Ma le cose cambiano – possono cambiare (ce lo insegna la vita, specie quella presente). Abbiamo il diritto alla città – sostiene Michela Barzi, che si occupa di pianificazione territoriale ed urbanistica. Una città che non è solo di chi ci abita, ma di chi tutti i giorni la attraversa per lavorare, studiare, usufruire dei servizi sanitari, di ciò che manca in periferia.

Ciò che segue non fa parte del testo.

pub mod category_repo;
pub mod consumed_payment_repo;
pub mod rating_repo;
pub mod service_repo;

pub use category_repo::CategoryRepository;
pub use consumed_payment_repo::ConsumedPaymentRepository;
pub use rating_repo::RatingRepository;
pub use service_repo::ServiceRepository;
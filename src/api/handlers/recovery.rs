use std::net::SocketAddr;

use axum::{
    extract::{ConnectInfo, Path, State},
    Json,
};
use serde::Serialize;

use crate::api::handlers::services::get_service_or_404;
use crate::api::middleware::peer_ip;
use crate::error::AppResult;
use crate::services::recovery::ChallengeIssued;
use crate::AppState;

#[derive(Debug, Serialize)]
pub struct RecoverVerifyOut {
    pub edit_token: String,
    pub affected_services: Vec<String>,
}

pub async fn recover_generate(
    State(state): State<AppState>,
    addr: Option<ConnectInfo<SocketAddr>>,
    Path(slug): Path<String>,
) -> AppResult<Json<ChallengeIssued>> {
    state.rate_limits.recover.enforce(peer_ip(addr.as_ref()))?;

    let service = get_service_or_404(&state.db, &slug).await?;
    let issued = state.domain_verifier.issue(&state.db, &service).await?;
    Ok(Json(issued))
}

pub async fn recover_verify(
    State(state): State<AppState>,
    addr: Option<ConnectInfo<SocketAddr>>,
    Path(slug): Path<String>,
) -> AppResult<Json<RecoverVerifyOut>> {
    state.rate_limits.recover.enforce(peer_ip(addr.as_ref()))?;

    let service = get_service_or_404(&state.db, &slug).await?;
    let outcome = state.domain_verifier.verify(&state.db, &service).await?;
    Ok(Json(RecoverVerifyOut {
        edit_token: outcome.edit_token,
        affected_services: outcome.affected_slugs,
    }))
}
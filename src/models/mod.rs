pub mod category;
pub mod consumed_payment;
pub mod rating;
pub mod service;

pub use category::*;
pub use consumed_payment::*;
pub use rating::*;
pub use service::*;
use axum::{
    http::{header, StatusCode},
    response::{IntoResponse, Response},
    Json,
};
use serde_json::json;
use thiserror::Error;

#[derive(Error, Debug)]
pub enum AppError {
    // Database errors
    #[error("Database error: {0}")]
    Database(#[from] sqlx::Error),

    // Paywall outcomes
    #[error("Payment Required")]
    PaymentRequired { macaroon: String, invoice: String },

    #[error("Invalid L402 credentials")]
    InvalidCredentials,

    #[error("Invalid L402 token format")]
    InvalidTokenFormat,

    // Ownership
    #[error("Invalid edit token")]
    InvalidEditToken,

    #[error("Cross-origin request blocked")]
    CrossOriginBlocked,

    // Domain recovery
    #[error("No active challenge or challenge expired")]
    NoActiveChallenge,

    #[error("Challenge code does not match")]
    ChallengeMismatch,

    #[error("Could not reach {0}")]
    Unreachable(String),

    #[error("Cannot verify domain: hostname resolves to a private or unreachable address")]
    PrivateAddress,

    // Lookup
    #[error("{0} not found")]
    NotFound(String),

    // Rate limiting
    #[error("Rate limit exceeded")]
    RateLimited,

    // Validation errors
    #[error("Validation error")]
    Validation(#[from] validator::ValidationErrors),

    #[error("{0}")]
    BadInput(String),

    // Payments backend
    #[error("Payment backend error: {0}")]
    PaymentBackend(String),

    #[error("HTTP client error: {0}")]
    HttpClient(#[from] reqwest::Error),

    // Internal errors
    #[error("Internal server error: {0}")]
    Internal(String),
}

impl IntoResponse for AppError {
    fn into_response(self) -> Response {
        // The 402 challenge carries the freshly minted macaroon and invoice
        // in WWW-Authenticate; everything else is a plain {"detail": ...}.
        if let AppError::PaymentRequired { macaroon, invoice } = &self {
            let challenge = format!(r#"L402 macaroon="{}", invoice="{}""#, macaroon, invoice);
            return (
                StatusCode::PAYMENT_REQUIRED,
                [(header::WWW_AUTHENTICATE, challenge)],
                Json(json!({ "detail": "Payment Required" })),
            )
                .into_response();
        }

        let (status, detail) = match &self {
            AppError::Database(e) => {
                tracing::error!("Database error: {:?}", e);
                (
                    StatusCode::INTERNAL_SERVER_ERROR,
                    json!("An internal database error occurred"),
                )
            }
            AppError::PaymentRequired { .. } => unreachable!(),
            AppError::InvalidCredentials | AppError::InvalidTokenFormat => {
                (StatusCode::UNAUTHORIZED, json!(self.to_string()))
            }
            AppError::InvalidEditToken
            | AppError::CrossOriginBlocked
            | AppError::ChallengeMismatch => (StatusCode::FORBIDDEN, json!(self.to_string())),
            AppError::NoActiveChallenge | AppError::PrivateAddress => {
                (StatusCode::BAD_REQUEST, json!(self.to_string()))
            }
            AppError::Unreachable(_) => (StatusCode::BAD_GATEWAY, json!(self.to_string())),
            AppError::NotFound(_) => (StatusCode::NOT_FOUND, json!(self.to_string())),
            AppError::RateLimited => (StatusCode::TOO_MANY_REQUESTS, json!(self.to_string())),
            AppError::Validation(errors) => (
                StatusCode::UNPROCESSABLE_ENTITY,
                serde_json::to_value(errors).unwrap_or_else(|_| json!("Validation error")),
            ),
            AppError::BadInput(msg) => (StatusCode::UNPROCESSABLE_ENTITY, json!(msg)),
            AppError::PaymentBackend(msg) => {
                tracing::error!("Payment backend error: {}", msg);
                (StatusCode::BAD_GATEWAY, json!("Payment backend unavailable"))
            }
            AppError::HttpClient(e) => {
                tracing::error!("HTTP client error: {:?}", e);
                (
                    StatusCode::BAD_GATEWAY,
                    json!("Failed to communicate with external service"),
                )
            }
            AppError::Internal(msg) => {
                tracing::error!("Internal error: {}", msg);
                (StatusCode::INTERNAL_SERVER_ERROR, json!("An internal error occurred"))
            }
        };

        (status, Json(json!({ "detail": detail }))).into_response()
    }
}

pub type AppResult<T> = Result<T, AppError>;
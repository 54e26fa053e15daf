use std::collections::BTreeMap;

use axum::{
    extract::{Path, State},
    http::HeaderMap,
    Json,
};
use serde::Serialize;

use crate::api::handlers::services::get_service_or_404;
use crate::db::repositories::{CategoryRepository, RatingRepository, ServiceRepository};
use crate::error::AppResult;
use crate::models::{RatingOut, ServiceOut};
use crate::services::l402;
use crate::AppState;

const PREMIUM_MEMO: &str = "satring.com premium API access";

#[derive(Debug, Serialize)]
pub struct AnalyticsOut {
    pub total_services: i64,
    pub total_ratings: i64,
    pub avg_price_sats: f64,
    pub top_rated: Vec<ServiceOut>,
}

#[derive(Debug, Serialize)]
pub struct ReputationOut {
    pub service: String,
    pub slug: String,
    pub avg_rating: f64,
    pub rating_count: i64,
    pub distribution: BTreeMap<String, i64>,
    pub recent_reviews: Vec<RatingOut>,
}

pub async fn analytics(
    State(state): State<AppState>,
    headers: HeaderMap,
) -> AppResult<Json<AnalyticsOut>> {
    l402::require_l402(&state, &headers, state.config.auth.price_sats, PREMIUM_MEMO).await?;

    let total_services = ServiceRepository::count_non_purged(&state.db).await?;
    let total_ratings = RatingRepository::count_all(&state.db).await?;
    let avg_price = ServiceRepository::avg_price_sats(&state.db).await?;

    let top = ServiceRepository::top_rated(&state.db, 10).await?;
    let ids: Vec<i64> = top.iter().map(|s| s.id).collect();
    let mut by_service = CategoryRepository::for_services(&state.db, &ids).await?;
    let top_rated = top
        .into_iter()
        .map(|service| {
            let categories = by_service.remove(&service.id).unwrap_or_default();
            ServiceOut::from_service(service, categories)
        })
        .collect();

    Ok(Json(AnalyticsOut {
        total_services,
        total_ratings,
        avg_price_sats: (avg_price * 10.0).round() / 10.0,
        top_rated,
    }))
}

pub async fn reputation(
    State(state): State<AppState>,
    Path(slug): Path<String>,
    headers: HeaderMap,
) -> AppResult<Json<ReputationOut>> {
    l402::require_l402(&state, &headers, state.config.auth.price_sats, PREMIUM_MEMO).await?;

    let service = get_service_or_404(&state.db, &slug).await?;

    let counts = RatingRepository::distribution(&state.db, service.id).await?;
    let mut distribution: BTreeMap<String, i64> =
        (1..=5).map(|score| (score.to_string(), 0)).collect();
    for (score, count) in counts {
        distribution.insert(score.to_string(), count);
    }

    let recent = RatingRepository::recent_for_service(&state.db, service.id, 20).await?;

    Ok(Json(ReputationOut {
        service: service.name,
        slug: service.slug,
        avg_rating: service.avg_rating,
        rating_count: service.rating_count,
        distribution,
        recent_reviews: recent.into_iter().map(RatingOut::from).collect(),
    }))
}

E allora, quel che manca, portiamolo ANCHE in periferia (non è forse questo, uno degli obiettivi della Città Metropolitana?).

Io mi auguro tutto questo – il giorno del mio compleanno 2021 che passerò a piedi – che le città sappiano adeguarsi al più presto ai bisogni di questi (nuovi) tempi, e rendere la vita più piacevole e semplice non solo ai pedoni, ma a tutte quelle persone che le città le sperimentano sulla pelle – e i piedi!! –, chi per un giorno di striscio, chi per una vita intera.